Day 108
While visiting our cabin this week the TV stand collapsed into about 30 pieces while I was trying to move it. And that night, the children had to watch the Olympics on a TV on the floor.
Oh, the trauma…
I should probably back up a bit and explain that In 2005, at the top of the real estate bubble my husband and I bought a small cabin in the mountains. At that time real estate prices were soaring and we figured we better buy something before EVERYTHING got out of our price range. So, we bought something all right. It wasn’t perfect but we figured a good start. And since real estate was always such a good investment we can always trade up…right?
So, I guess you know how that worked out.
Anyway, long before The Simple Year, when we were living in Northern California, I furnished the cabin from estate sales and thrift stores. So everything has had a past life, including the always-slightly-wobbly TV stand. Also, I want you to know, I really did try to put that TV stand back together. But without proper tools, and let’s face it—carpentry skills, it had started to look like a vaudeville comedy sketch. Just when I would get the side propped up, the back would pop off, a glass door snapped in and a shelf would fall on my foot. I actually broke a sweat trying to reassemble it. I did finally get it all stacked together house of cards style when it started listing alarmingly to the left.
The next day, with my kids safely sequestered in day camp, I set about finding a new-old TV stand in the local area. Far away from the opulent base of the ski mountain, I had noticed a couple of second hand stores, not many but a couple.
It is also worth noting, that in my experience mountain towns are interesting places that have a bit of an us versus them mentality. By that I mean, locals vs. second home owner/tourists. The locals typically have managed to carve out a living in paradise by cobbling together a variety of jobs either seasonally or year round and usually make just enough money to put gas in their 1982 Subaru Outback.
Conversely, there is the vacation home crowd. Each weekend they come pouring in from major cities in their all wheel drive European imports. They pay full price for lift tickets and eat four-course gourmet meals at restaurants with understated names like, The Tavern and Mountain Eats. It is because they bring so much money to the town, that the true locals tolerate them driving up real estate prices and wearing fur covered boots…just barely.
Our “middle class-ness” really doesn’t fit into any of those groups so perhaps that is why in our six years of owning that cabin we have never really made any friends in either of those crowds.

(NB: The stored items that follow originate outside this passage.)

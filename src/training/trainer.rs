use log::{debug, info, warn};

use crate::{
    arch::{backpropagate, loss::LossFn, unroll, Params},
    dataset::Dataset,
    optimization::Optimizer,
    Result,
};

/// The outcome of a training run.
#[derive(Debug, Clone, PartialEq)]
pub struct TrainingReport {
    /// The parameters after the last iteration.
    pub params: Params,

    /// The initial parameters followed by the parameters after each iteration.
    pub trajectory: Vec<Params>,

    /// The loss of each iteration, measured before its update.
    pub losses: Vec<f64>,
}

impl TrainingReport {
    /// Returns the loss of the last iteration, if any.
    pub fn final_loss(&self) -> Option<f64> {
        self.losses.last().copied()
    }
}

/// Trains the linear recurrent model with full backpropagation through time.
pub struct Trainer<O, L>
where
    O: Optimizer,
    L: LossFn,
{
    dataset: Dataset,
    optimizer: O,
    loss_fn: L,
    iterations: usize,
}

impl<O, L> Trainer<O, L>
where
    O: Optimizer,
    L: LossFn,
{
    /// Returns a new `Trainer`.
    ///
    /// # Arguments
    /// * `dataset` - The batch and targets the model is trained on.
    /// * `optimizer` - Dictates how the parameters are updated after each backward pass.
    /// * `loss_fn` - Measures the difference between the predictions and the targets.
    /// * `iterations` - The fixed amount of updates to make.
    pub fn new(dataset: Dataset, optimizer: O, loss_fn: L, iterations: usize) -> Self {
        Self {
            dataset,
            optimizer,
            loss_fn,
            iterations,
        }
    }

    /// Returns the optimizer, along with the state it accumulated.
    pub fn optimizer(&self) -> &O {
        &self.optimizer
    }

    /// Runs every iteration of training starting from `params`.
    ///
    /// There's no early stopping, the run completes even if the parameters diverge.
    ///
    /// # Arguments
    /// * `params` - The initial parameters.
    ///
    /// # Returns
    /// The training report, or an error if the optimizer rejects the gradient.
    pub fn train(&mut self, params: Params) -> Result<TrainingReport> {
        let x = self.dataset.x();
        let y = self.dataset.y();

        info!(
            "training on {} samples of length {} for {} iterations",
            self.dataset.len(),
            self.dataset.seq_len(),
            self.iterations
        );

        let mut trajectory = Vec::with_capacity(self.iterations + 1);
        let mut losses = Vec::with_capacity(self.iterations);
        let mut raw: [f64; 2] = params.into();
        let mut warned = false;
        trajectory.push(params);

        for i in 0..self.iterations {
            let current = Params::from(raw);
            let states = unroll(x, current);
            let y_pred = states.column(states.ncols() - 1);

            let loss = self.loss_fn.loss(y_pred, y);
            let d_out = self.loss_fn.loss_prime(y_pred, y);
            let back = backpropagate(x, states.view(), d_out.view(), current.recurrence_weight)?;
            let grad: [f64; 2] = back.grad.into();

            self.optimizer.update_params(&grad, &mut raw)?;

            if !loss.is_finite() && !warned {
                warn!("loss is no longer finite at iteration {i}");
                warned = true;
            }

            debug!(
                "iter {i}: loss={loss} wx={} wrec={}",
                current.input_weight, current.recurrence_weight
            );

            losses.push(loss);
            trajectory.push(Params::from(raw));
        }

        let params = Params::from(raw);

        info!(
            "finished training: wx={} wrec={} loss={:?}",
            params.input_weight,
            params.recurrence_weight,
            losses.last()
        );

        Ok(TrainingReport {
            params,
            trajectory,
            losses,
        })
    }
}

#[cfg(test)]
mod tests {
    use ndarray::array;

    use super::*;
    use crate::{arch::loss::Mse, optimization::Rprop};

    fn trainer(iterations: usize) -> Trainer<Rprop, Mse> {
        let dataset = Dataset::counting(array![[1., 0., 1.], [0., 1., 1.], [1., 1., 1.]]).unwrap();
        let rprop = Rprop::new(&[0.01, 0.01], 1.2, 0.5);
        Trainer::new(dataset, rprop, Mse, iterations)
    }

    #[test]
    fn report_tracks_every_iteration() {
        let init = Params::new(0.2, 0.3);
        let report = trainer(25).train(init).unwrap();

        assert_eq!(report.losses.len(), 25);
        assert_eq!(report.trajectory.len(), 26);
        assert_eq!(report.trajectory[0], init);
        assert_eq!(report.trajectory.last(), Some(&report.params));
    }

    #[test]
    fn zero_iterations_return_the_initial_params() {
        let init = Params::new(0.2, 0.3);
        let report = trainer(0).train(init).unwrap();

        assert_eq!(report.params, init);
        assert_eq!(report.final_loss(), None);
    }

    #[test]
    fn training_reduces_the_loss() {
        let report = trainer(200).train(Params::new(0.2, 0.3)).unwrap();

        assert!(report.final_loss().unwrap() < report.losses[0]);
    }

    #[test]
    fn first_update_moves_against_the_gradient() {
        // Predictions are below the targets, both gradients are negative.
        let report = trainer(1).train(Params::new(0.2, 0.3)).unwrap();
        let next = report.params;

        assert_eq!(next.input_weight, 0.2 + 0.005);
        assert_eq!(next.recurrence_weight, 0.3 + 0.005);
    }
}
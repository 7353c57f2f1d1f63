use ndarray::{Array1, ArrayView1};

pub trait LossFn {
    /// The scalar loss of a prediction over the whole batch.
    fn loss(&self, y_pred: ArrayView1<f64>, y: ArrayView1<f64>) -> f64;

    /// The derivative of the loss with respect to each sample's prediction.
    fn loss_prime(&self, y_pred: ArrayView1<f64>, y: ArrayView1<f64>) -> Array1<f64>;
}
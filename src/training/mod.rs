mod trainer;

pub use trainer::{Trainer, TrainingReport};
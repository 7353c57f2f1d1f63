mod optimizer;
mod rprop;

pub use optimizer::Optimizer;
pub use rprop::{rprop_step, Rprop, RpropState, Sign};
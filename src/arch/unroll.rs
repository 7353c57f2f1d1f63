use ndarray::{s, Array2, ArrayView2, Axis, Zip};

use super::Params;

/// Computes the states of the recurrence for every sample of the batch.
///
/// Column `0` holds the initial state, which is always zero. Column `k + 1` is
/// `x[:, k] * input_weight + state[:, k] * recurrence_weight`, so the last column holds the
/// prediction for each sample.
///
/// # Arguments
/// * `x` - The batch, one sequence per row.
/// * `params` - The shared parameters.
///
/// # Returns
/// A `(nrows, ncols + 1)` state matrix.
pub fn unroll(x: ArrayView2<f64>, params: Params) -> Array2<f64> {
    let Params {
        input_weight: wx,
        recurrence_weight: wrec,
    } = params;

    let (n, t) = x.dim();
    let mut states = Array2::zeros((n, t + 1));

    for k in 0..t {
        let (prev, mut next) = states.multi_slice_mut((s![.., k], s![.., k + 1]));

        Zip::from(&mut next)
            .and(&prev)
            .and(x.index_axis(Axis(1), k))
            .for_each(|next, &prev, &xk| *next = xk * wx + prev * wrec);
    }

    states
}
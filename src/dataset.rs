use ndarray::{Array1, Array2, ArrayView1, ArrayView2, Axis};
use rand::Rng;

use crate::{Result, RnnErr};

/// A batch of sequences and the target of each one.
///
/// The batch is never mutated once built.
#[derive(Debug, Clone, PartialEq)]
pub struct Dataset {
    x: Array2<f64>,
    y: Array1<f64>,
}

impl Dataset {
    /// Creates a new `Dataset`.
    ///
    /// # Arguments
    /// * `x` - The sequences, one per row.
    /// * `y` - The target of each sequence.
    ///
    /// # Returns
    /// The dataset, or an error if the batch is empty or `x` and `y` have a different
    /// amount of samples.
    pub fn new(x: Array2<f64>, y: Array1<f64>) -> Result<Self> {
        if x.nrows() == 0 {
            return Err(RnnErr::EmptyBatch);
        }

        if x.nrows() != y.len() {
            return Err(RnnErr::SizeMismatch {
                what: "targets",
                got: y.len(),
                expected: x.nrows(),
            });
        }

        Ok(Self { x, y })
    }

    /// Creates a counting dataset, the target of each sequence is its amount of ones.
    ///
    /// # Returns
    /// The dataset, or an error if the batch is empty or any value isn't `0` or `1`.
    pub fn counting(x: Array2<f64>) -> Result<Self> {
        if let Some(((row, col), &value)) = x
            .indexed_iter()
            .find(|&(_, &v)| v != 0.0 && v != 1.0)
        {
            return Err(RnnErr::NonBinary { row, col, value });
        }

        let y = x.sum_axis(Axis(1));
        Self::new(x, y)
    }

    /// Creates a counting dataset from a list of equally long sequences.
    ///
    /// # Returns
    /// The dataset, or an error if the rows aren't equally long or `counting` fails.
    pub fn from_rows(rows: &[Vec<f64>]) -> Result<Self> {
        let seq_len = rows.first().map_or(0, Vec::len);

        if let Some(row) = rows.iter().find(|row| row.len() != seq_len) {
            return Err(RnnErr::SizeMismatch {
                what: "sequence length",
                got: row.len(),
                expected: seq_len,
            });
        }

        let x = Array2::from_shape_fn((rows.len(), seq_len), |(i, j)| rows[i][j]);
        Self::counting(x)
    }

    /// Draws a counting dataset of uniformly random binary sequences.
    ///
    /// # Arguments
    /// * `num_samples` - The amount of sequences.
    /// * `seq_len` - The length of every sequence.
    /// * `rng` - The source of randomness.
    pub fn random<R: Rng>(num_samples: usize, seq_len: usize, rng: &mut R) -> Result<Self> {
        let x = Array2::from_shape_simple_fn((num_samples, seq_len), || {
            if rng.random_bool(0.5) {
                1.0
            } else {
                0.0
            }
        });

        Self::counting(x)
    }

    /// Returns the sequences.
    pub fn x(&self) -> ArrayView2<'_, f64> {
        self.x.view()
    }

    /// Returns the targets.
    pub fn y(&self) -> ArrayView1<'_, f64> {
        self.y.view()
    }

    /// Returns the amount of samples.
    pub fn len(&self) -> usize {
        self.x.nrows()
    }

    /// Always `false`, empty datasets can't be built.
    pub fn is_empty(&self) -> bool {
        false
    }

    /// Returns the length of every sequence.
    pub fn seq_len(&self) -> usize {
        self.x.ncols()
    }
}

So, on my shopping trip to the second hand stores, it was surprising to me that for the first time, I met the most delightful group of locals all very interested in our Simple Year project and all actually willing to talk with me. I felt, well, sort of included, like I was in the “second hand club” that transcended the typical mountain town caste system (bit of melodrama this morning). In any case, that alone, made my shopping trip worthwhile.
The other success was that I found a TV stand at the second store I visited. Granted it wasn’t the highest quality, but it was wood and it was in one, pretty solid, piece. And, the best thing was the price-$20.
Compare that to this similar TV stand for $499 at a tony mountain furnishings store only about two blocks away.
OK, granted, the second is better, but certainly not $480 better and I still can take the environmentally friendly high road. Plus, the clerks there seemed to barely tolerate me and I don’t even OWN fur boots.